• **Raw data**:
[Start of section]
//! Thompson construction: postfix sequence to automaton state arena.
//!
//! States live in an arena owned by the compiled pattern and reference each
//! other by index, so quantifier loops are plain cycles in the edge lists
//! with no ownership cycles. Greedy/lazy preference is not a flag on the
//! states: it is encoded entirely in out-edge ORDER by the patch step, and
//! the matcher simply tries edges first to last.

use crate::error::PatternError;
use crate::token::Token;

/// Index of a state in the automaton arena.
pub(crate) type StateId = usize;

/// One automaton state: its node payload plus ordered out-edges.
#[derive(Debug)]
pub(crate) struct State<T> {
    pub(crate) token: Token<T>,
    pub(crate) out: Vec<StateId>,
}

/// A compiled automaton.
#[derive(Debug)]
pub(crate) struct Nfa<T> {
    states: Vec<State<T>>,
    start: StateId,
}

/// An automaton under construction: an entry state plus the states whose
/// out-lists still await the continuation. Fragments exist only on the
/// builder stack and never survive compilation.
struct Fragment {
    start: StateId,
    dangling: Vec<StateId>,
}

impl<T> Nfa<T> {
    pub(crate) fn start(&self) -> StateId {
        self.start
    }

    pub(crate) fn state(&self, id: StateId) -> &State<T> {
        &self.states[id]
    }

    /// Build the automaton from a postfix sequence.
    ///
    /// The postfix compiler guarantees operator arity, so the fragment
    /// stack holding anything but one fragment at the end (or underflowing
    /// on a pop) is an internal inconsistency, not a user error.
    pub(crate) fn compile(sequence: Vec<Token<T>>) -> Result<Self, PatternError> {
        let mut builder = Builder {
            states: Vec::new(),
            stack: Vec::new(),
        };
        for token in sequence {
            match token {
                atom if atom.is_atom() => {
                    let id = builder.add(atom, vec![]);
                    builder.stack.push(Fragment {
                        start: id,
                        dangling: vec![id],
                    });
                }
                Token::Concat => {
                    let right = builder.pop()?;
                    let left = builder.pop()?;
                    builder.patch(&left.dangling, right.start);
                    builder.stack.push(Fragment {
                        start: left.start,
                        dangling: right.dangling,
                    });
                }
                Token::Branch => {
                    let right = builder.pop()?;
                    let left = builder.pop()?;
                    // Left alternative first: the matcher tries out-edges
                    // in order.
                    let id = builder.add(token, vec![left.start, right.start]);
                    let mut dangling = left.dangling;
                    dangling.extend(right.dangling);
                    builder.stack.push(Fragment {
                        start: id,
                        dangling,
                    });
                }
                Token::Kleene | Token::NonGreedyKleene => {
                    let body = builder.pop()?;
                    let loop_id = builder.add(token, vec![body.start]);
                    builder.patch(&body.dangling, loop_id);
                    builder.stack.push(Fragment {
                        start: loop_id,
                        dangling: vec![loop_id],
                    });
                }
                Token::Repeat | Token::NonGreedyRepeat => {
                    // Same loop state as Kleene, but placed in series after
                    // the body: one traversal is mandatory.
                    let body = builder.pop()?;
                    let loop_id = builder.add(token, vec![body.start]);
                    builder.patch(&body.dangling, loop_id);
                    builder.stack.push(Fragment {
                        start: body.start,
                        dangling: vec![loop_id],
                    });
                }
                Token::Altern => {
                    let body = builder.pop()?;
                    let id = builder.add(token, vec![body.start]);
                    let mut dangling = vec![id];
                    dangling.extend(body.dangling);
                    builder.stack.push(Fragment {
                        start: id,
                        dangling,
                    });
                }
                Token::CaptureStart(group) => {
                    // Wrap the operand between zero-width capture markers.
                    let body = builder.pop()?;
                    let end_id = builder.add(Token::CaptureEnd(group), vec![]);
                    builder.patch(&body.dangling, end_id);
                    let start_id = builder.add(Token::CaptureStart(group), vec![body.start]);
                    builder.stack.push(Fragment {
                        start: start_id,
                        dangling: vec![end_id],
                    });
                }
                _ => return Err(PatternError::MalformedPostfix),
            }
        }
        let last = builder.pop()?;
        if !builder.stack.is_empty() {
            return Err(PatternError::MalformedPostfix);
        }
        let matched = builder.add(Token::Matched, vec![]);
        builder.patch(&last.dangling, matched);
        Ok(Nfa {
            states: builder.states,
            start: last.start,
        })
    }
}

struct Builder<T> {
    states: Vec<State<T>>,
    stack: Vec<Fragment>,
}

impl<T> Builder<T> {
    fn add(&mut self, token: Token<T>, out: Vec<StateId>) -> StateId {
        self.states.push(State { token, out });
        self.states.len() - 1
    }

    fn pop(&mut self) -> Result<Fragment, PatternError> {
        self.stack.pop().ok_or(PatternError::MalformedPostfix)
    }

    /// Connect every dangling state's out-list to `target`.
    ///
    /// Lazy loop states get the target prepended, so the matcher tries the
    /// exit before the repeat; everyone else appends.
    fn patch(&mut self, dangling: &[StateId], target: StateId) {
        for &id in dangling {
            let state = &mut self.states[id];
            if state.token.is_lazy_loop() {
                state.out.insert(0, target);
            } else {
                state.out.push(target);
            }
        }
    }
}

#[cfg(test)]
mod tests {
    use super::*;
    use crate::postfix::PostfixExpr;

    fn nfa(pattern: &str) -> Nfa<String> {
        let expr = PostfixExpr::compile(pattern, &mut |s| Some(s.to_string()))
            .expect("compile should succeed");
        Nfa::compile(expr.sequence).expect("construction should succeed")
    }

    fn lit(text: &str) -> Token<String> {
        Token::Literal(text.to_string())
    }

    #[test]
    fn literal_chain() {
        // a -> b -> Matched
        let nfa = nfa("a b");
        let a = nfa.state(nfa.start());
        assert_eq!(a.token, lit("a"));
        let b = nfa.state(a.out[0]);
        assert_eq!(b.token, lit("b"));
        assert_eq!(nfa.state(b.out[0]).token, Token::Matched);
    }

    #[test]
    fn greedy_kleene_repeats_first() {
        let nfa = nfa("a* b");
        let head = nfa.state(nfa.start());
        assert_eq!(head.token, Token::Kleene);
        assert_eq!(nfa.state(head.out[0]).token, lit("a"));
        assert_eq!(nfa.state(head.out[1]).token, lit("b"));
    }

    #[test]
    fn lazy_kleene_exits_first() {
        let nfa = nfa("a*? b");
        let head = nfa.state(nfa.start());
        assert_eq!(head.token, Token::NonGreedyKleene);
        assert_eq!(nfa.state(head.out[0]).token, lit("b"));
        assert_eq!(nfa.state(head.out[1]).token, lit("a"));
    }

    #[test]
    fn repeat_starts_at_body() {
        // One traversal of the body is mandatory before the loop state.
        let nfa = nfa("a+");
        let a = nfa.state(nfa.start());
        assert_eq!(a.token, lit("a"));
        let head = nfa.state(a.out[0]);
        assert_eq!(head.token, Token::Repeat);
        assert_eq!(nfa.state(head.out[0]).token, lit("a"));
        assert_eq!(nfa.state(head.out[1]).token, Token::Matched);
    }

    #[test]
    fn lazy_repeat_exit_precedes_loop() {
        let nfa = nfa("a+? b");
        let a = nfa.state(nfa.start());
        let head = nfa.state(a.out[0]);
        assert_eq!(head.token, Token::NonGreedyRepeat);
        assert_eq!(nfa.state(head.out[0]).token, lit("b"));
        assert_eq!(nfa.state(head.out[1]).token, lit("a"));
    }

    #[test]
    fn branch_prefers_left() {
        let nfa = nfa("a|b");
        let split = nfa.state(nfa.start());
        assert_eq!(split.token, Token::Branch);
        assert_eq!(nfa.state(split.out[0]).token, lit("a"));
        assert_eq!(nfa.state(split.out[1]).token, lit("b"));
    }

    #[test]
    fn altern_tries_body_then_skip() {
        let nfa = nfa("a? b");
        let head = nfa.state(nfa.start());
        assert_eq!(head.token, Token::Altern);
        assert_eq!(nfa.state(head.out[0]).token, lit("a"));
        assert_eq!(nfa.state(head.out[1]).token, lit("b"));
    }

    #[test]
    fn capture_wraps_body() {
        // CapStart -> a -> CapEnd -> Matched, markers zero-width.
        let nfa = nfa("(a)");
        let open = nfa.state(nfa.start());
        assert_eq!(open.token, Token::CaptureStart(1));
        let a = nfa.state(open.out[0]);
        assert_eq!(a.token, lit("a"));
        let close = nfa.state(a.out[0]);
        assert_eq!(close.token, Token::CaptureEnd(1));
        assert_eq!(nfa.state(close.out[0]).token, Token::Matched);
    }

    #[test]
    fn structural_token_in_postfix_is_internal_error() {
        let err = Nfa::<String>::compile(vec![Token::Concat]).unwrap_err();
        assert_eq!(err, PatternError::MalformedPostfix);
        let err = Nfa::<String>::compile(vec![Token::LParen(1)]).unwrap_err();
        assert_eq!(err, PatternError::MalformedPostfix);
    }
}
[End of section]
Copy exactly the lines that run from the first line of the data to the line containing "patch step, and", please, with both ends included and nothing else.

• **Response to this exercise**:
//! Thompson construction: postfix sequence to automaton state arena.
//!
//! States live in an arena owned by the compiled pattern and reference each
//! other by index, so quantifier loops are plain cycles in the edge lists
//! with no ownership cycles. Greedy/lazy preference is not a flag on the
//! states: it is encoded entirely in out-edge ORDER by the patch step, and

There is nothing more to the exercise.